● **DATASET RECORDS**:
%%
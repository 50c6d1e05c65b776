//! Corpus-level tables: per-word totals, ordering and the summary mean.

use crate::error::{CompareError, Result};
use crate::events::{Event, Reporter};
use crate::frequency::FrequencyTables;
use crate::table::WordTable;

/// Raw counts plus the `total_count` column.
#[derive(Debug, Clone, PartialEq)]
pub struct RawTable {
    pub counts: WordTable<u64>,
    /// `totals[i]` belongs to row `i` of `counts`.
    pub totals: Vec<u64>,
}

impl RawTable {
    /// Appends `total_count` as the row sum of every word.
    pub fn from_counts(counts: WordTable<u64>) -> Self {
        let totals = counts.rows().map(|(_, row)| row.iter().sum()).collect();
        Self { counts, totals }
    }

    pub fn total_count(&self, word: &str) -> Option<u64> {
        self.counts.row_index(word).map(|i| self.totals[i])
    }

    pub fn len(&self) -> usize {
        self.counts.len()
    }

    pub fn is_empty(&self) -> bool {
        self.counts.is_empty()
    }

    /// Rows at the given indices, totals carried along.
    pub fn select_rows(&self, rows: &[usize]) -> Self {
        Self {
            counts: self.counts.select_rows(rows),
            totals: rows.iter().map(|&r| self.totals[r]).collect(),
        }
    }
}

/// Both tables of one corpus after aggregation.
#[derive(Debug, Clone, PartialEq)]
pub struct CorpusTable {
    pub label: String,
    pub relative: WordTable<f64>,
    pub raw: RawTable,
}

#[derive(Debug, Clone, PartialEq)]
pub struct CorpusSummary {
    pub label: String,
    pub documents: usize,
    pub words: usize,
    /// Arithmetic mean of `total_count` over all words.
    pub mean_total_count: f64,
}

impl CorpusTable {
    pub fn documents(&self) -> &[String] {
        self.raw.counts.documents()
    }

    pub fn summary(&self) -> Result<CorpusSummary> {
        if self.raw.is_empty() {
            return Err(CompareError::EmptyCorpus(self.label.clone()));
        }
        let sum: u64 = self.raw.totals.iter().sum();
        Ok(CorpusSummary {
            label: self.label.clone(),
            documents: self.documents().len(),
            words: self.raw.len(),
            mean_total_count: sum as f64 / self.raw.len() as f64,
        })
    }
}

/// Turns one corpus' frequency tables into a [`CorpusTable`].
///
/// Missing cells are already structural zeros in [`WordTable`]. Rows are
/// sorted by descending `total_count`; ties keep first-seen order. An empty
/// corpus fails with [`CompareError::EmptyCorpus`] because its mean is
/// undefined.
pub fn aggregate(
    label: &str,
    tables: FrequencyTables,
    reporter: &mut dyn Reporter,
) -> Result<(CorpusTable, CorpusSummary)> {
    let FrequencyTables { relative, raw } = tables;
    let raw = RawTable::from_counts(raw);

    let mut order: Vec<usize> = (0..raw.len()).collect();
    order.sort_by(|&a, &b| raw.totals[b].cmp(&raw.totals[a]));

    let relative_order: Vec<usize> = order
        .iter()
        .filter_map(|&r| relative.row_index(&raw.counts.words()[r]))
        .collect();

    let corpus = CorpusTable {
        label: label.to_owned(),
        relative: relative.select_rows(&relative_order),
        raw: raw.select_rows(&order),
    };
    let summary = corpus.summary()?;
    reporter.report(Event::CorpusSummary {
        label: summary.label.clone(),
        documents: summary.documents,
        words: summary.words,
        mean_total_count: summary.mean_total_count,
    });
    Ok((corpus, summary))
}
%%
%%
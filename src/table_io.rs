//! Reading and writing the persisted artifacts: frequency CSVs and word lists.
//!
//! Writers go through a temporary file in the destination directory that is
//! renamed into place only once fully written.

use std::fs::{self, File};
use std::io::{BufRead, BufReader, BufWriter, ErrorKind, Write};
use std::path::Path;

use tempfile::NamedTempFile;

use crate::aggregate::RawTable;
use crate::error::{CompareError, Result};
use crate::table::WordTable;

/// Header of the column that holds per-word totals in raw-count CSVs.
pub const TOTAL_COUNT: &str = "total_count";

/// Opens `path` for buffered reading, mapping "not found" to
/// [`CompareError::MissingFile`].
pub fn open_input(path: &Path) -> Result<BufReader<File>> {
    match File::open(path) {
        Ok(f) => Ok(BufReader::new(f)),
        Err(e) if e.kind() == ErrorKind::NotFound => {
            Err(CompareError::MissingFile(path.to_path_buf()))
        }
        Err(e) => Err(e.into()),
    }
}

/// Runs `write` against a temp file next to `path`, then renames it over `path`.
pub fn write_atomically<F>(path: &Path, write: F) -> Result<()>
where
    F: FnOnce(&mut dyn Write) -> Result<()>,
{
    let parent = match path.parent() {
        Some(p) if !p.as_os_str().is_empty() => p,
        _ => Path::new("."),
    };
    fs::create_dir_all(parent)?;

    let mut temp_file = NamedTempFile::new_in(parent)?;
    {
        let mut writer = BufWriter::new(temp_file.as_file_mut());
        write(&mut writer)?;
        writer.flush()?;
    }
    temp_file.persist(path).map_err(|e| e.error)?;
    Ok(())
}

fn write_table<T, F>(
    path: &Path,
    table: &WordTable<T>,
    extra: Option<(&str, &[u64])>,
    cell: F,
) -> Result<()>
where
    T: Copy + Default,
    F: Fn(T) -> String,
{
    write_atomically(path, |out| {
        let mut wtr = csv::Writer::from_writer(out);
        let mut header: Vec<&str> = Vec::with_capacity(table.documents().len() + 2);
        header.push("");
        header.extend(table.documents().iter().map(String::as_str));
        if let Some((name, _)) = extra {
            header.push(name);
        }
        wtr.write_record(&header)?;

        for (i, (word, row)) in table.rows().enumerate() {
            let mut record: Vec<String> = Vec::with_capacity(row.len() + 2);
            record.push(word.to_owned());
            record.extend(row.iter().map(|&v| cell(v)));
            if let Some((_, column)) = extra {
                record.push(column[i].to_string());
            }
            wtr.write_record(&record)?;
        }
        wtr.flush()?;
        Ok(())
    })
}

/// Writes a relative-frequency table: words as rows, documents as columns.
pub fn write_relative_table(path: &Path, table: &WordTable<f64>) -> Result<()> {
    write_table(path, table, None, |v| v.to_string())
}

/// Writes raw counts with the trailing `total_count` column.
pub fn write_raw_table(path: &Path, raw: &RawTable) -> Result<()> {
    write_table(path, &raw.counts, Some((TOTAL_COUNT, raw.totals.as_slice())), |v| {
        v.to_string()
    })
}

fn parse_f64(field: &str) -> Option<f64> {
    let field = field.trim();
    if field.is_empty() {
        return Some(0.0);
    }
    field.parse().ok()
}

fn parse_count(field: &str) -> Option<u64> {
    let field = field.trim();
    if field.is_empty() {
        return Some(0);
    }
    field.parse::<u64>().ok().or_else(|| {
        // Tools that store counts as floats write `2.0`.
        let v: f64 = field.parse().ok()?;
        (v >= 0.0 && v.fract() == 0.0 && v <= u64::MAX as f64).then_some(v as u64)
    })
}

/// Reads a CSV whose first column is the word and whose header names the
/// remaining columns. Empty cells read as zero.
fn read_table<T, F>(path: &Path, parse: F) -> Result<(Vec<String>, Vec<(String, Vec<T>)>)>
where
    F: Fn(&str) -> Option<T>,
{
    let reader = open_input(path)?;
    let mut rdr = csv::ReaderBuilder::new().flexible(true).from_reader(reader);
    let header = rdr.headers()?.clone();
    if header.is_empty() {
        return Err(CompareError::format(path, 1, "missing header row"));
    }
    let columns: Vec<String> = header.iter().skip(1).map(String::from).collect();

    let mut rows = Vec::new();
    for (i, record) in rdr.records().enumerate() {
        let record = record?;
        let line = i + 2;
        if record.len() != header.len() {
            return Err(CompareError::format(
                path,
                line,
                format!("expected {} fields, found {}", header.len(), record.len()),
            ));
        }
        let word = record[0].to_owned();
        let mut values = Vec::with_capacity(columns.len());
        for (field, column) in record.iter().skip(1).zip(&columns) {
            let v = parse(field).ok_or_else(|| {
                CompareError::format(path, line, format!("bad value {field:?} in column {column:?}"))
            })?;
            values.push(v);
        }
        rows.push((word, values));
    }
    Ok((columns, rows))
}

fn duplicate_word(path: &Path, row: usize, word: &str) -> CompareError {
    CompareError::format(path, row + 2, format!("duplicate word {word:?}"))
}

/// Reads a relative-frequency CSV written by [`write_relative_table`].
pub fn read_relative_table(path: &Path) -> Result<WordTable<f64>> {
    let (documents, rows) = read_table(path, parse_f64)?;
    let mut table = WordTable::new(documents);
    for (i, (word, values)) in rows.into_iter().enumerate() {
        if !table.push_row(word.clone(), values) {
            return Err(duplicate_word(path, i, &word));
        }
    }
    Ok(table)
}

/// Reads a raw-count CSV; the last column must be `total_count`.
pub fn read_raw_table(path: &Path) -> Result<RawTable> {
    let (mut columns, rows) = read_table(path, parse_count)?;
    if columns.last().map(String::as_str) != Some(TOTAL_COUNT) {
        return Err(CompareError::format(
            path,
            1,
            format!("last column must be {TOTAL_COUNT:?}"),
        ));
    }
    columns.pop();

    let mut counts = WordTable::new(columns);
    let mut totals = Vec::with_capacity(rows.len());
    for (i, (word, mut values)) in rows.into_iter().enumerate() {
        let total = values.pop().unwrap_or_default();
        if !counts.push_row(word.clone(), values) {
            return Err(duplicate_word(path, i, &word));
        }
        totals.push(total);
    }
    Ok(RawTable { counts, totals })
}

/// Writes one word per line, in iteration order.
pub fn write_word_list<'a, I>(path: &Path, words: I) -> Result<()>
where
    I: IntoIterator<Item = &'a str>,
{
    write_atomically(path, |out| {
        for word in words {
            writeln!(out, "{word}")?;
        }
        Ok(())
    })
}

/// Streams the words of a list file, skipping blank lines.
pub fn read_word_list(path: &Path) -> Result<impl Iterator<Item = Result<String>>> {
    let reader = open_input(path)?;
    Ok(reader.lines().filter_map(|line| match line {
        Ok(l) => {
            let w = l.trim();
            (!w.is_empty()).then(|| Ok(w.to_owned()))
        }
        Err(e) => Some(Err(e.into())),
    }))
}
%%
The answer should be a number alone: how many lines of the entries hold the word "Option"?

● **ANSWER FOR THE TASK**:
5